Money iStock 000008683901XSmall 146x219Caroline Sanders analyses some of the legal complexities that can affect a social care debt recovery case, such as the overlap with care provided under mental health legislation, NHS funded continuing healthcare, deprivation of assets and estate administration.

The duty for local authorities to provide residential care is set out in the National Assistance Act (NAA) 1948, with sections 21, 22 and 26 being the key points of relevance. Whether care is provided by a council owned care home, or through a private provider, the Act requires LAs to meet the cost of providing the care in the first instance, before carrying out a financial assessment of the resident to determine what proportion of the costs the resident is liable to pay themselves.

The process for assessing the charges that an individual is liable for is, in itself, technically complex. Assessment is governed by the National Assistance (Assessment of Resources) Regulations 1992, and detailed guidance on the process is contained in the Charging for Residential Accommodation Guide (CRAG), which runs to over 120 pages and is subject to review on an annual basis.

In terms of domiciliary care services - more commonly known as ‘home care services’ - section 17 of the Health & Social Services & Social Security Adjudications Act (HASSASSAA) 1983 is the relevant statutory provision. This allows LAs to charge what they consider to be a ‘reasonable sum’ from the individual receiving care. Whilst this makes for a level of inconsistency between the approaches adopted by LAs, guidance on charging for non-residential social care services is set out in the Fairer Charging for Home Care and Other Non-residential Services (LAC 2001/32).

However, whilst the temptation can be to treat any social care debt recovery case as one in which the provisions of the above charging regimes apply, this is not always the case. Two instances in which, what looks to be, social care services on the face of it will not be chargeable are aftercare services provided under section 117 of the Mental Health Act (MHA) 1983 and NHS Funded Continuing Healthcare.

Aftercare and the Mental Health Act (MHA)

Section 117 of the MHA places an obligation on LAs to provide aftercare services to individuals who have previously been detained under section 3 of the Act, following their discharge.
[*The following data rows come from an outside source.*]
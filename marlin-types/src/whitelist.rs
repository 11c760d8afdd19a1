use std::collections::BTreeSet;

/// Set of base assets (or tickers) a connector is allowed to list.
#[derive(Debug, Clone, Default, PartialEq, Eq)]
pub struct SymbolWhitelist {
    symbols: BTreeSet<String>,
}

impl SymbolWhitelist {
    /// Parse a newline-separated list. Blank lines and surrounding whitespace are ignored.
    #[must_use]
    pub fn from_lines(text: &str) -> Self {
        text.lines()
            .map(str::trim)
            .filter(|l| !l.is_empty())
            .map(str::to_owned)
            .collect()
    }

    /// Whether `symbol` is allowed.
    #[must_use]
    pub fn contains(&self, symbol: &str) -> bool {
        self.symbols.contains(symbol)
    }

    /// Allowed symbols in sorted order.
    pub fn iter(&self) -> impl Iterator<Item = &str> {
        self.symbols.iter().map(String::as_str)
    }

    /// Number of allowed symbols.
    #[must_use]
    pub fn len(&self) -> usize {
        self.symbols.len()
    }

    /// True when nothing is allowed.
    #[must_use]
    pub fn is_empty(&self) -> bool {
        self.symbols.is_empty()
    }
}

impl<S: Into<String>> FromIterator<S> for SymbolWhitelist {
    fn from_iter<I: IntoIterator<Item = S>>(iter: I) -> Self {
        Self {
            symbols: iter.into_iter().map(Into::into).collect(),
        }
    }
}
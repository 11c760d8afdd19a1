//! On-disk persistence of the metadata snapshot.
//!
//! Writes are atomic: the document goes to `<path>.tmp` first and is renamed
//! into place once flushed.

use std::fs::{self, File};
use std::io::{BufWriter, ErrorKind, Write};
use std::path::{Path, PathBuf};

use marlin_core::{ExchangeList, MarlinError};

/// JSON file holding one [`ExchangeList`].
#[derive(Debug, Clone)]
pub struct SnapshotStore {
    path: PathBuf,
}

impl SnapshotStore {
    /// Store backed by `path`.
    pub fn new(path: impl Into<PathBuf>) -> Self {
        Self { path: path.into() }
    }

    /// Location of the snapshot.
    #[must_use]
    pub fn path(&self) -> &Path {
        &self.path
    }

    fn tmp_path(&self) -> PathBuf {
        let mut name = self.path.clone().into_os_string();
        name.push(".tmp");
        PathBuf::from(name)
    }

    /// Read the snapshot, or `None` if no file exists.
    ///
    /// A parent path that is not a directory also means no snapshot exists.
    ///
    /// # Errors
    /// Returns `SnapshotCorrupt` if the file exists but cannot be read or decoded.
    pub fn load(&self) -> Result<Option<ExchangeList>, MarlinError> {
        let corrupt = |msg: String| MarlinError::SnapshotCorrupt {
            path: self.path.display().to_string(),
            msg,
        };
        let bytes = match fs::read(&self.path) {
            Ok(b) => b,
            Err(e) if matches!(e.kind(), ErrorKind::NotFound | ErrorKind::NotADirectory) => {
                return Ok(None);
            }
            Err(e) => return Err(corrupt(format!("read: {e}"))),
        };
        serde_json::from_slice(&bytes)
            .map(Some)
            .map_err(|e| corrupt(format!("decode: {e}")))
    }

    /// Replace the snapshot with `list`, creating parent directories as needed.
    ///
    /// # Errors
    /// Returns `Io` if any filesystem step fails; the previous file is left intact.
    pub fn save(&self, list: &ExchangeList) -> Result<(), MarlinError> {
        if let Some(dir) = self.path.parent()
            && !dir.as_os_str().is_empty()
        {
            fs::create_dir_all(dir).map_err(|e| MarlinError::io(dir, &e))?;
        }

        let tmp = self.tmp_path();
        let write = || -> std::io::Result<()> {
            let mut out = BufWriter::new(File::create(&tmp)?);
            serde_json::to_writer(&mut out, list)?;
            out.flush()?;
            out.get_ref().sync_all()
        };
        if let Err(e) = write() {
            let _ = fs::remove_file(&tmp);
            return Err(MarlinError::io(&tmp, &e));
        }

        fs::rename(&tmp, &self.path).map_err(|e| {
            let _ = fs::remove_file(&tmp);
            MarlinError::io(&self.path, &e)
        })
    }
}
This aftercare often includes residential care services which, on first sight, appear to be identical services to those provided to other individuals under section 21 of NAA. Despite this, LAs are not legally allowed to charge for these aftercare services.

With no strict definition as to what constitutes ‘aftercare’, there is an inevitable grey area as to when services provided should be classed as aftercare rather than residential care under section 21 NAA. This is a significant issue for debt recovery cases, of course, as any residential care following the end of a period of aftercare can be charged for, and validly pursued, while residential care under a package of MHA aftercare cannot. The basis upon which residential care is being provided can be unclear even to those LA employees who arrange and provide the care, let alone the individual tasked with recovering unpaid charges years down the line, making it difficult to know exactly what debts should be pursued.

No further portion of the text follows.